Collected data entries
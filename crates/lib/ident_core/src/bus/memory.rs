//! In-process [`EventBus`] with at-least-once semantics.
//!
//! A delivery stays in flight until acked. A new subscription to the queue
//! puts every in-flight delivery back at the head of the queue.

use std::collections::{BTreeMap, HashMap, VecDeque};
use std::sync::{Arc, Mutex, MutexGuard};

use async_trait::async_trait;
use futures_util::StreamExt;
use futures_util::stream::{self, BoxStream};
use tokio::sync::Notify;

use crate::error::{Error, Result};
use crate::event::{Acknowledge, Delivery, EventBus};

#[derive(Default)]
struct QueueState {
    ready: VecDeque<(u64, Vec<u8>)>,
    in_flight: BTreeMap<u64, Vec<u8>>,
    history: Vec<Vec<u8>>,
}

#[derive(Default)]
struct Inner {
    queues: HashMap<String, QueueState>,
    next_id: u64,
    fail_publish: bool,
}

#[derive(Clone, Default)]
pub struct MemoryBus {
    inner: Arc<Mutex<Inner>>,
    notify: Arc<Notify>,
}

impl MemoryBus {
    pub fn new() -> Self {
        Self::default()
    }

    fn lock(&self) -> MutexGuard<'_, Inner> {
        lock(&self.inner)
    }

    /// Make every publish fail until switched off again.
    pub fn fail_publish(&self, fail: bool) {
        self.lock().fail_publish = fail;
    }

    /// Every payload ever published to `queue`.
    pub fn published(&self, queue: &str) -> Vec<Vec<u8>> {
        self.lock()
            .queues
            .get(queue)
            .map(|q| q.history.clone())
            .unwrap_or_default()
    }

    /// Deliveries not yet acked, queued or in flight.
    pub fn pending(&self, queue: &str) -> usize {
        self.lock()
            .queues
            .get(queue)
            .map(|q| q.ready.len() + q.in_flight.len())
            .unwrap_or_default()
    }
}

fn lock(inner: &Mutex<Inner>) -> MutexGuard<'_, Inner> {
    inner.lock().unwrap_or_else(|poisoned| poisoned.into_inner())
}

#[async_trait]
impl EventBus for MemoryBus {
    async fn publish(&self, queue: &str, payload: &[u8]) -> Result<()> {
        {
            let mut inner = self.lock();
            if inner.fail_publish {
                return Err(Error::internal("publish", "bus unavailable"));
            }
            inner.next_id += 1;
            let id = inner.next_id;
            let state = inner.queues.entry(queue.to_string()).or_default();
            state.ready.push_back((id, payload.to_vec()));
            state.history.push(payload.to_vec());
        }
        self.notify.notify_waiters();
        Ok(())
    }

    async fn subscribe(&self, queue: &str) -> Result<BoxStream<'static, Result<Delivery>>> {
        {
            let mut inner = self.lock();
            let state = inner.queues.entry(queue.to_string()).or_default();
            let in_flight = std::mem::take(&mut state.in_flight);
            for (id, body) in in_flight.into_iter().rev() {
                state.ready.push_front((id, body));
            }
        }

        let bus = self.clone();
        let queue = queue.to_string();
        let deliveries = stream::unfold((bus, queue), |(bus, queue)| async move {
            loop {
                let notify = Arc::clone(&bus.notify);
                let notified = notify.notified();
                let next = {
                    let mut inner = bus.lock();
                    let state = inner.queues.entry(queue.clone()).or_default();
                    state.ready.pop_front().inspect(|(id, body)| {
                        state.in_flight.insert(*id, body.clone());
                    })
                };
                if let Some((id, body)) = next {
                    let acker = MemoryAck {
                        inner: Arc::clone(&bus.inner),
                        queue: queue.clone(),
                        id,
                    };
                    return Some((Ok(Delivery::new(body, Box::new(acker))), (bus, queue)));
                }
                notified.await;
            }
        });
        Ok(deliveries.boxed())
    }
}

struct MemoryAck {
    inner: Arc<Mutex<Inner>>,
    queue: String,
    id: u64,
}

#[async_trait]
impl Acknowledge for MemoryAck {
    async fn ack(&self) -> Result<()> {
        let mut inner = lock(&self.inner);
        if let Some(state) = inner.queues.get_mut(&self.queue) {
            state.in_flight.remove(&self.id);
        }
        Ok(())
    }
}

#[cfg(test)]
mod tests {
    use super::*;

    #[tokio::test]
    async fn unacked_delivery_is_redelivered_on_resubscribe() {
        let bus = MemoryBus::new();
        bus.publish("q", b"one").await.unwrap();
        bus.publish("q", b"two").await.unwrap();

        let mut first = bus.subscribe("q").await.unwrap();
        let d1 = first.next().await.unwrap().unwrap();
        assert_eq!(d1.body, b"one");
        drop(first);

        let mut second = bus.subscribe("q").await.unwrap();
        let again = second.next().await.unwrap().unwrap();
        assert_eq!(again.body, b"one");
        again.ack().await.unwrap();
        let d2 = second.next().await.unwrap().unwrap();
        assert_eq!(d2.body, b"two");
        d2.ack().await.unwrap();
        assert_eq!(bus.pending("q"), 0);
    }

    #[tokio::test]
    async fn subscriber_wakes_on_publish() {
        let bus = MemoryBus::new();
        let mut sub = bus.subscribe("q").await.unwrap();
        let publisher = bus.clone();
        tokio::spawn(async move {
            tokio::task::yield_now().await;
            publisher.publish("q", b"late").await.unwrap();
        });
        let d = sub.next().await.unwrap().unwrap();
        assert_eq!(d.body, b"late");
    }

    #[tokio::test]
    async fn failing_publish_reports_internal() {
        let bus = MemoryBus::new();
        bus.fail_publish(true);
        assert!(bus.publish("q", b"x").await.is_err());
        assert!(bus.published("q").is_empty());
    }
}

Exercise goal -
The lines sought are those in the data above that include the string "HashMap"; copy each one.

Answer for this exercise -
use std::collections::{BTreeMap, HashMap, VecDeque};
    queues: HashMap<String, QueueState>,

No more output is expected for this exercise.